Флаги осени - стр. 66
– Не надо толковать мои слова так вольно. – Егор меланхолично переключал на дистанционном пульте телевизионные каналы. – Если я говорю, что здесь немного жарко, я вовсе не имею в виду, что мы уже в аду. Ад, пожалуй, должен быть ещё ужаснее. Здесь тревога иногда оставляет нас, а в аду, как в дурном сне, тревога будет терзать нас постоянно.
– Как же тогда тебя понимать? – Настя поглядывала на Егора с опаской, будто того цапнул клещ, и она теперь старалась подметить в поведении любимого признаки энцефалита.
– Я не говорил, что пел. Когда я пою… когда я пытаюсь петь… этот процесс должен называться каким-то другим словом. Не знаю каким. Нехорошим. Дело в том, что у меня нет голоса. Или слуха. Или того и другого вместе. Совсем нет. Если то занятие, которое называется неизвестным мне нехорошим словом, оцифровать и попытаться уложить в ноты, на выходе всё равно получится писк замученной птички. Следовательно, Роме только показалось, что я пою. То есть он услышал не то, что неизвестно как называется, а мою внутреннюю песню, – Егор обозначил голосом соответствующее выделение, – которая на самом деле бывает чудо как хороша, и я это знаю.

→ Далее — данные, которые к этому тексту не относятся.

//! Configuration loading.
//!
//! Settings come from, in increasing priority: built-in defaults, a config
//! file (TOML, YAML or JSON), and environment variables.

use std::path::{Path, PathBuf};
use std::time::Duration;

use serde::{Deserialize, Serialize};

use crate::llm::LlmConfig;
use crate::repository::DbContext;
use crate::services::DEFAULT_DATABASE_NAME;

/// Default database filename.
pub const DEFAULT_DATABASE_FILENAME: &str = "leafmark.db";

/// Default catalog cache TTL in seconds.
pub const DEFAULT_CATALOG_CACHE_TTL_SECS: u64 = 300;

/// Config file basename looked up in the working and config directories.
const CONFIG_BASENAME: &str = "leafmark";

/// Application settings.
#[derive(Debug, Clone)]
pub struct Settings {
    /// Base data directory.
    pub data_dir: PathBuf,
    /// Database filename.
    pub database_filename: String,
    /// Database URL (overrides data_dir/database_filename if set).
    pub database_url: Option<String>,
    /// Label written to exported documents.
    pub database_name: String,
    /// How long leaf node listings stay cached by the server.
    pub catalog_cache_ttl: Duration,
    /// Provider settings for annotation rounds.
    pub llm: LlmConfig,
}

impl Default for Settings {
    fn default() -> Self {
        let data_dir = dirs::data_dir()
            .or_else(dirs::home_dir)
            .unwrap_or_else(|| PathBuf::from("."))
            .join("leafmark");

        Self {
            data_dir,
            database_filename: DEFAULT_DATABASE_FILENAME.to_string(),
            database_url: None,
            database_name: DEFAULT_DATABASE_NAME.to_string(),
            catalog_cache_ttl: Duration::from_secs(DEFAULT_CATALOG_CACHE_TTL_SECS),
            llm: LlmConfig::default(),
        }
    }
}

impl Settings {
    /// Create settings with a custom data directory.
    pub fn with_data_dir(data_dir: PathBuf) -> Self {
        Self {
            data_dir,
            ..Default::default()
        }
    }

    /// Get the database URL, constructing from path if not explicitly set.
    pub fn database_url(&self) -> String {
        if let Some(ref url) = self.database_url {
            url.clone()
        } else {
            format!("sqlite:{}", self.database_path().display())
        }
    }

    /// Get the full path to the database file.
    pub fn database_path(&self) -> PathBuf {
        self.data_dir.join(&self.database_filename)
    }

    /// Ensure the data directory exists.
    pub fn ensure_directories(&self) -> std::io::Result<()> {
        if self.database_url.is_none() {
            std::fs::create_dir_all(&self.data_dir)?;
        }
        Ok(())
    }

    pub fn create_db_context(&self) -> DbContext {
        DbContext::from_url(&self.database_url())
    }
}

/// Configuration file structure.
#[derive(Debug, Clone, Default, Serialize, Deserialize)]
pub struct Config {
    /// Data directory path.
    #[serde(default, skip_serializing_if = "Option::is_none")]
    pub data_dir: Option<String>,
    /// Database filename.
    #[serde(default, skip_serializing_if = "Option::is_none")]
    pub database: Option<String>,
    /// Database URL (`sqlite:path`).
    #[serde(default, skip_serializing_if = "Option::is_none")]
    pub database_url: Option<String>,
    /// Label written to exported documents.
    #[serde(default, skip_serializing_if = "Option::is_none")]
    pub database_name: Option<String>,
    /// Catalog cache TTL in seconds.
    #[serde(default, skip_serializing_if = "Option::is_none")]
    pub catalog_cache_ttl_secs: Option<u64>,
    /// Annotation provider configuration.
    #[serde(default, skip_serializing_if = "LlmConfig::is_default")]
    pub llm: LlmConfig,
    /// Path to the config file this was loaded from (not serialized).
    #[serde(skip)]
    pub source_path: Option<PathBuf>,
}

impl Config {
    /// Load configuration from a specific file path.
    /// The format is picked from the file extension (JSON when unknown).
    pub async fn load_from_path(path: &Path) -> Result<Self, String> {
        let contents = tokio::fs::read_to_string(path)
            .await
            .map_err(|e| format!("Failed to read config file: {}", e))?;

        let ext = path.extension().and_then(|e| e.to_str()).unwrap_or("json");

        let mut config: Config = match ext {
            "toml" => toml::from_str(&contents)
                .map_err(|e| format!("Failed to parse TOML config: {}", e))?,
            "yaml" | "yml" => serde_yaml::from_str(&contents)
                .map_err(|e| format!("Failed to parse YAML config: {}", e))?,
            _ => serde_json::from_str(&contents)
                .map_err(|e| format!("Failed to parse JSON config: {}", e))?,
        };

        config.source_path = Some(path.to_path_buf());
        config.llm = config.llm.with_env_overrides();
        Ok(config)
    }

    /// Get the base directory for resolving relative paths.
    pub fn base_dir(&self) -> Option<PathBuf> {
        self.source_path
            .as_ref()
            .and_then(|p| p.parent().map(|p| p.to_path_buf()))
    }

    /// Resolve a path that may be relative to the config file.
    /// - Absolute paths are returned as-is
    /// - Paths starting with ~ are expanded
    /// - Relative paths are resolved relative to `base_dir`
    pub fn resolve_path(&self, path_str: &str, base_dir: &Path) -> PathBuf {
        let expanded = shellexpand::tilde(path_str);
        let path = Path::new(expanded.as_ref());

        if path.is_absolute() {
            path.to_path_buf()
        } else {
            base_dir.join(path)
        }
    }

    /// Apply configuration to settings.
    pub fn apply_to_settings(&self, settings: &mut Settings, base_dir: &Path) {
        if let Some(ref data_dir) = self.data_dir {
            settings.data_dir = self.resolve_path(data_dir, base_dir);
        }
        if let Some(ref database) = self.database {
            settings.database_filename = database.clone();
        }
        if let Some(ref url) = self.database_url {
            settings.database_url = Some(url.clone());
        }
        if let Some(ref name) = self.database_name {
            settings.database_name = name.clone();
        }
        if let Some(ttl) = self.catalog_cache_ttl_secs {
            settings.catalog_cache_ttl = Duration::from_secs(ttl);
        }
        settings.llm = self.llm.clone();
    }
}

/// Options for loading settings.
#[derive(Debug, Clone, Default)]
pub struct LoadOptions {
    /// Explicit config file path (overrides discovery).
    pub config_path: Option<PathBuf>,
    /// Data directory or database file (`--data` flag).
    pub data: Option<PathBuf>,
}

/// Look for `leafmark.{toml,yaml,yml,json}` in the working directory, then
/// in the user config directory.
fn discover_config_file() -> Option<PathBuf> {
    let extensions = ["toml", "yaml", "yml", "json"];
    let mut dirs_to_check = vec![std::env::current_dir().unwrap_or_else(|_| PathBuf::from("."))];
    if let Some(config_dir) = dirs::config_dir() {
        dirs_to_check.push(config_dir.join(CONFIG_BASENAME));
    }

    for dir in dirs_to_check {
        for ext in extensions {
            let path = dir.join(format!("{}.{}", CONFIG_BASENAME, ext));
            if path.exists() {
                return Some(path);
            }
        }
    }
    None
}

async fn load_file_config(options: &LoadOptions) -> Config {
    let path = options.config_path.clone().or_else(discover_config_file);

    match path {
        Some(path) => match Config::load_from_path(&path).await {
            Ok(config) => {
                tracing::debug!("Loaded config from {}", path.display());
                config
            }
            Err(e) => {
                tracing::warn!("Ignoring config file {}: {}", path.display(), e);
                Config::default()
            }
        },
        None => Config::default(),
    }
}

/// Load settings with explicit options.
/// Returns (Settings, Config) tuple.
pub async fn load_settings_with_options(options: LoadOptions) -> (Settings, Config) {
    let config = load_file_config(&options).await;
    let mut settings = Settings::default();

    let cwd = std::env::current_dir().unwrap_or_else(|_| PathBuf::from("."));
    let base_dir = config.base_dir().unwrap_or_else(|| cwd.clone());
    config.apply_to_settings(&mut settings, &base_dir);

    if let Some(ref data) = options.data {
        let data = if data.is_absolute() {
            data.clone()
        } else {
            cwd.join(data)
        };
        let is_db_file = data
            .extension()
            .is_some_and(|ext| ext == "db" || ext == "sqlite" || ext == "sqlite3");
        if is_db_file {
            if let Some(name) = data.file_name().and_then(|n| n.to_str()) {
                settings.database_filename = name.to_string();
            }
            settings.data_dir = data.parent().unwrap_or(Path::new(".")).to_path_buf();
        } else {
            settings.data_dir = data;
        }
        settings.database_url = None;
    }

    if let Ok(url) = std::env::var("DATABASE_URL") {
        if !url.trim().is_empty() {
            settings.database_url = Some(url);
        }
    }

    (settings, config)
}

– Но там ещё был охранник.
– Он тоже услышал внутреннюю песню. Будь там хоть полный зал – все бы её услышали.
– Оставь, – попросила Настя – на экране телевизора разводил руками предсказатель погоды. – А что с тобой потом стряслось? Ну, я про падучую эту… Что врач сказал?
– Ничего путного. Я уже через полчаса отпрыгнул. Меня всего прощупали, простукали, прослушали, давление измерили, кардиограмму сняли, рентгеном просветили. Всё в норме.
Некоторое время сидели молча.
– Катенька на дачу зовёт. Родители её только на выходные туда наведываются, а сегодня вторник. – Настя прижалась к плечу Егора. – Поехали, а? Там озеро, кувшинки, сосны. Там паук пьёт на паутине муху. Там ночью круглая луна с морями, полными бледной грусти… Что молчишь?
– Думаю.
– О чём?
– О веществе. Вот, скажем, дряни, пыли, мусора всякого не убавляется, и луна, как ты заметила, на месте. А материя жизни убывает. Что ты будешь делать! Вещество жизни испаряется, утекает куда-то. Кругом, куда ни плюнь, сплошная фантазия, призрачность – так что никто даже не утирается.
– И что?
– Понимаешь, без материи нет времени, как без времени нет истории. Время и история – это ведь такое специальное излучение, особое тепло, происходящее от трения событий друг о друга. А в нашем мире, где государит телевизор и прочие эфирные штучки, трутся друг о друга не события, а иллюзии. От этого трения на свет появляются Шреки, Ксюши Собчак и метросексуалы – такие, знаешь, ложные пидоры, – но не происходит тепла и истории. Иллюзии, призраки, наведённые образы – это же не вещество, не сущность. Вещество уходит из нашей жизни, и с его уходом останавливается история. То, что мы живём в эпоху ускоренного времени – тоже иллюзия. Ускоряется потребление грёз, а время затихает и тает. Когда оно остановится совсем, это будет означать, что остатки материального мира развоплотились окончательно. Тогда тела исчезнут вовсе, и голодные эфирные духи будут носиться в пустоте и неслышно скрежетать фантомными зубами. – После очередного нажатия кнопки на экране появился подиум с моделями, наряженными в высокую моду. – Тощие какие, измождённые… Об них же уколоться можно. – Не нравятся? Это же иллюзии. При трении материи об иллюзию не уколешься.